Desjani gave him a look, her hand hovering near her weapons controls. Everyone on the bridge was looking at him, everyone in the fleet waiting for his next words.

The Syndic flotilla vanished as it entered the gate.

He let out a long breath. “All units in Formation Alpha, reduce velocity to point zero two light speed, come port one nine zero degrees at time three zero. All units return to normal readiness condition.”

Desjani seemed to be out of sorts as she passed on the commands, so Geary smiled at her. “Are you unhappy that it worked?”

She didn’t return the smile. “We should have blown him away.
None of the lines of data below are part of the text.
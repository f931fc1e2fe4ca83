//! Page assembly: the one-call surface over parse, dispatch and materialize.

use notion::{Block, HeadingLevel};

use crate::dispatch::to_blocks;
use crate::error::ConvertError;
use crate::parser::parse_document;

/// Title used when the document has no level-one heading.
pub const DEFAULT_TITLE: &str = "Unnamed Document";

/// A converted document: its title plus the blocks that make up its body.
#[derive(Debug, Clone, PartialEq)]
pub struct Page {
    pub title: String,
    pub blocks: Vec<Block>,
}

/// Convert a whole markdown document into a [`Page`].
///
/// The first level-one heading becomes the page title and is removed from
/// the body; without one the title falls back to [`DEFAULT_TITLE`].
pub fn parse_page(source: &str) -> Result<Page, ConvertError> {
    let document = parse_document(source);
    let mut blocks = Vec::new();
    for child in &document.children {
        for builder in to_blocks(child)? {
            blocks.push(builder.materialize(source));
        }
    }
    let title = extract_title(&mut blocks);
    tracing::debug!(title, blocks = blocks.len(), "converted document");
    Ok(Page { title, blocks })
}

fn extract_title(blocks: &mut Vec<Block>) -> String {
    let position = blocks.iter().position(|block| {
        matches!(block, Block::Heading { level: HeadingLevel::H1, .. })
    });
    if let Some(index) = position {
        if let Block::Heading { rich_text, .. } = blocks.remove(index) {
            return rich_text.into_iter().map(|run| run.content).collect();
        }
    }
    DEFAULT_TITLE.to_string()
}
We’re going to have to deal with him and that battleship again.”

“You may be right,” Geary conceded. “But I didn’t want to restart the war here and now.”
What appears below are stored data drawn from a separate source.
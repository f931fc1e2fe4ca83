use serde::{Serialize, Serializer};
use serde_json::{Value, json};

/// Inline style flags carried by a rich text run.
///
/// Multiple annotations may be set at once; the default (all `false`) means a
/// plain run and is omitted from the wire shape entirely.
#[derive(Debug, Clone, Copy, Default, PartialEq, Eq)]
pub struct Annotations {
    pub bold: bool,
    pub italic: bool,
    pub strikethrough: bool,
    pub code: bool,
}

impl Annotations {
    pub fn is_plain(&self) -> bool {
        *self == Annotations::default()
    }
}

/// An immutable span of text with an annotation set and an optional link —
/// the atomic inline unit of a Notion page.
#[derive(Debug, Clone, PartialEq, Eq)]
pub struct RichText {
    pub content: String,
    pub annotations: Annotations,
    pub link: Option<String>,
}

impl RichText {
    pub fn text(content: impl Into<String>) -> Self {
        RichText {
            content: content.into(),
            annotations: Annotations::default(),
            link: None,
        }
    }

    pub fn link(content: impl Into<String>, url: impl Into<String>) -> Self {
        RichText {
            content: content.into(),
            annotations: Annotations::default(),
            link: Some(url.into()),
        }
    }

    pub fn bold(mut self) -> Self {
        self.annotations.bold = true;
        self
    }

    pub fn italic(mut self) -> Self {
        self.annotations.italic = true;
        self
    }

    pub fn strikethrough(mut self) -> Self {
        self.annotations.strikethrough = true;
        self
    }

    pub fn code(mut self) -> Self {
        self.annotations.code = true;
        self
    }

    /// Attach (or replace) the run's link. Single-valued: a later link wins.
    pub fn with_link(mut self, url: impl Into<String>) -> Self {
        self.link = Some(url.into());
        self
    }

    fn to_json(&self) -> Value {
        let mut text = json!({ "content": self.content });
        if let Some(url) = &self.link {
            text["link"] = json!({ "url": url });
        }
        let mut rt = json!({ "type": "text", "text": text });
        if !self.annotations.is_plain() {
            rt["annotations"] = json!({
                "bold": self.annotations.bold,
                "italic": self.annotations.italic,
                "strikethrough": self.annotations.strikethrough,
                "code": self.annotations.code,
            });
        }
        rt
    }
}

/// Heading depth supported by Notion. Markdown levels 4-6 are clamped to H3
/// before a block is ever constructed.
#[derive(Debug, Clone, Copy, PartialEq, Eq)]
pub enum HeadingLevel {
    H1,
    H2,
    H3,
}

impl HeadingLevel {
    /// Clamp a markdown heading level (1-6) onto the Notion range.
    pub fn clamped(level: u8) -> Self {
        match level {
            1 => HeadingLevel::H1,
            2 => HeadingLevel::H2,
            _ => HeadingLevel::H3,
        }
    }

    fn type_name(self) -> &'static str {
        match self {
            HeadingLevel::H1 => "heading_1",
            HeadingLevel::H2 => "heading_2",
            HeadingLevel::H3 => "heading_3",
        }
    }
}

/// One row of a table block: a list of cells, each a run sequence.
#[derive(Debug, Clone, Default, PartialEq, Eq)]
pub struct TableRow {
    pub cells: Vec<Vec<RichText>>,
}

impl TableRow {
    fn to_json(&self) -> Value {
        let cells: Vec<Vec<Value>> = self
            .cells
            .iter()
            .map(|cell| cell.iter().map(RichText::to_json).collect())
            .collect();
        json!({
            "object": "block",
            "type": "table_row",
            "table_row": { "cells": cells },
        })
    }
}

/// A tagged, possibly-nested output unit corresponding to one structural
/// element of a Notion page.
///
/// For block kinds that support nesting, `children` is always present —
/// possibly empty, never absent — because the API requires an explicit empty
/// list rather than a missing field.
#[derive(Debug, Clone, PartialEq)]
pub enum Block {
    Heading {
        level: HeadingLevel,
        rich_text: Vec<RichText>,
    },
    Paragraph {
        rich_text: Vec<RichText>,
        children: Vec<Block>,
    },
    BulletedListItem {
        rich_text: Vec<RichText>,
        children: Vec<Block>,
    },
    NumberedListItem {
        rich_text: Vec<RichText>,
        children: Vec<Block>,
    },
    ToDo {
        checked: bool,
        rich_text: Vec<RichText>,
    },
    Code {
        language: String,
        rich_text: Vec<RichText>,
    },
    Quote {
        rich_text: Vec<RichText>,
        children: Vec<Block>,
    },
    Table {
        /// Number of header cells; 0 when the table declared no header row.
        width: usize,
        has_header: bool,
        rows: Vec<TableRow>,
    },
    Image {
        url: String,
        caption: Vec<RichText>,
    },
    Divider,
}

impl Block {
    /// Render this block in the Notion API wire shape: a `type` tag plus a
    /// nested object named after the tag (e.g. `heading_1.rich_text`).
    pub fn to_json(&self) -> Value {
        match self {
            Block::Heading { level, rich_text } => {
                let tag = level.type_name();
                json!({
                    "object": "block",
                    "type": tag,
                    tag: { "rich_text": runs_json(rich_text) },
                })
            }
            Block::Paragraph {
                rich_text,
                children,
            } => tagged_container("paragraph", rich_text, children),
            Block::BulletedListItem {
                rich_text,
                children,
            } => tagged_container("bulleted_list_item", rich_text, children),
            Block::NumberedListItem {
                rich_text,
                children,
            } => tagged_container("numbered_list_item", rich_text, children),
            Block::Quote {
                rich_text,
                children,
            } => tagged_container("quote", rich_text, children),
            Block::ToDo { checked, rich_text } => json!({
                "object": "block",
                "type": "to_do",
                "to_do": { "rich_text": runs_json(rich_text), "checked": checked },
            }),
            Block::Code {
                language,
                rich_text,
            } => json!({
                "object": "block",
                "type": "code",
                "code": { "rich_text": runs_json(rich_text), "language": language },
            }),
            Block::Table {
                width,
                has_header,
                rows,
            } => {
                let children: Vec<Value> = rows.iter().map(TableRow::to_json).collect();
                json!({
                    "object": "block",
                    "type": "table",
                    "table": {
                        "table_width": width,
                        "has_column_header": has_header,
                        "children": children,
                    },
                })
            }
            Block::Image { url, caption } => json!({
                "object": "block",
                "type": "image",
                "image": {
                    "type": "external",
                    "external": { "url": url },
                    "caption": runs_json(caption),
                },
            }),
            Block::Divider => json!({
                "object": "block",
                "type": "divider",
                "divider": {},
            }),
        }
    }
}

fn runs_json(runs: &[RichText]) -> Vec<Value> {
    runs.iter().map(RichText::to_json).collect()
}

fn tagged_container(tag: &str, rich_text: &[RichText], children: &[Block]) -> Value {
    let children: Vec<Value> = children.iter().map(Block::to_json).collect();
    json!({
        "object": "block",
        "type": tag,
        tag: { "rich_text": runs_json(rich_text), "children": children },
    })
}

impl Serialize for RichText {
    fn serialize<S: Serializer>(&self, serializer: S) -> Result<S::Ok, S::Error> {
        self.to_json().serialize(serializer)
    }
}

impl Serialize for Block {
    fn serialize<S: Serializer>(&self, serializer: S) -> Result<S::Ok, S::Error> {
        self.to_json().serialize(serializer)
    }
}

impl Serialize for TableRow {
    fn serialize<S: Serializer>(&self, serializer: S) -> Result<S::Ok, S::Error> {
        self.to_json().serialize(serializer)
    }
}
“Which sort of implies you expect to restart the war at some other place and time?”

He had a denial ready to go but felt a great uncertainty inside that stopped the words before they were spoken.


NOW
the only things holding the First Fleet at Midway were some final repair work and a personnel transfer. The personnel transfer was no afterthought, of course. Some of the humans once held prisoner by the enigmas would be handed over to the authorities at Midway. Those people had come from Midway and nearby star systems, and now dreamed of going home. Dr. Nasr, and Geary himself, didn’t believe that dream could come true, not as the former prisoners hoped and wished, but those individuals had the right to choose their own fates.
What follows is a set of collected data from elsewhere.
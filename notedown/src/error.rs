use std::ops::Range;

use codespan_reporting::diagnostic::{Diagnostic, Label};

// ---- Conversion Errors ----

/// A node tree that cannot be turned into blocks.
///
/// Every variant carries the stable kind name of the offending node and its
/// byte span in the source, so the CLI can render a labelled diagnostic.
#[derive(Debug, Clone, PartialEq, thiserror::Error)]
pub enum ConvertError {
    #[error("unsupported node kind: {kind}")]
    UnsupportedNodeKind {
        kind: &'static str,
        span: Range<usize>,
    },

    #[error("{kind} has no content at block level")]
    EmptyNodeAtBlockLevel {
        kind: &'static str,
        span: Range<usize>,
    },

    #[error("{kind} must be converted as a block, not as rich text")]
    MustBeBlockNotRichText {
        kind: &'static str,
        span: Range<usize>,
    },
}

impl ConvertError {
    pub fn span(&self) -> Range<usize> {
        match self {
            ConvertError::UnsupportedNodeKind { span, .. }
            | ConvertError::EmptyNodeAtBlockLevel { span, .. }
            | ConvertError::MustBeBlockNotRichText { span, .. } => span.clone(),
        }
    }

    pub fn to_diagnostic<FileId: Copy>(&self, file_id: FileId) -> Diagnostic<FileId> {
        let label = match self {
            ConvertError::UnsupportedNodeKind { kind, span } => {
                Label::primary(file_id, span.clone())
                    .with_message(format!("no conversion rule for {kind}"))
            }
            ConvertError::EmptyNodeAtBlockLevel { kind, span } => {
                Label::primary(file_id, span.clone())
                    .with_message(format!("this {kind} is empty"))
            }
            ConvertError::MustBeBlockNotRichText { kind, span } => {
                Label::primary(file_id, span.clone())
                    .with_message(format!("{kind} cannot appear inside rich text"))
            }
        };

        Diagnostic::error()
            .with_message(self.to_string())
            .with_labels(vec![label])
    }
}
The repair work was only final in the sense of being the last to be done here. Only a few of Geary’s ships didn’t need additional work, and overage systems continued to fail on ships at random intervals that somehow seemed to occur in clusters whenever he was starting to feel better about the material condition of the ships in his fleet.

“We could spend the next six months here,” Captain Smythe explained, his image standing in Geary’s stateroom aboard
Dauntless
while Smythe remained physically aboard
Tanuki
, “and I couldn’t really get ahead of the game. Not with only eight auxiliaries and so many old ships to deal with.”

Old ships.
Meaning more than two or three years since they were commissioned and sent off to battle in the expectation that they would be destroyed within a couple of years or less. “You and your engineers have done wonders,” Geary said. “I didn’t think some of the battleships would hold together this long.”

“It takes a lot to kill a
Guardian
-class battleship, Admiral,” Smythe reminded him. “All of that armor holds them together when by all rights they ought to be coming apart, and it’s not like warships in space can sink when they get too many holes in them.”

“Sink?”

“You know,” Smythe explained, “when a ship or a boat on a planetary ocean or sea loses buoyancy, when it takes on too much water, it sinks. It goes beneath the water. Some are designed to do that. Sub . . . somethings. But those can come up again. A ship designed to ride on the surface of the water is a write-off if it sinks. That’s how battleships and battle cruisers on planets, on oceans, used to be destroyed. They’d get enough holes in them to sink. I suppose at least a few must have blown up, but usually it was a matter of getting them under the water.”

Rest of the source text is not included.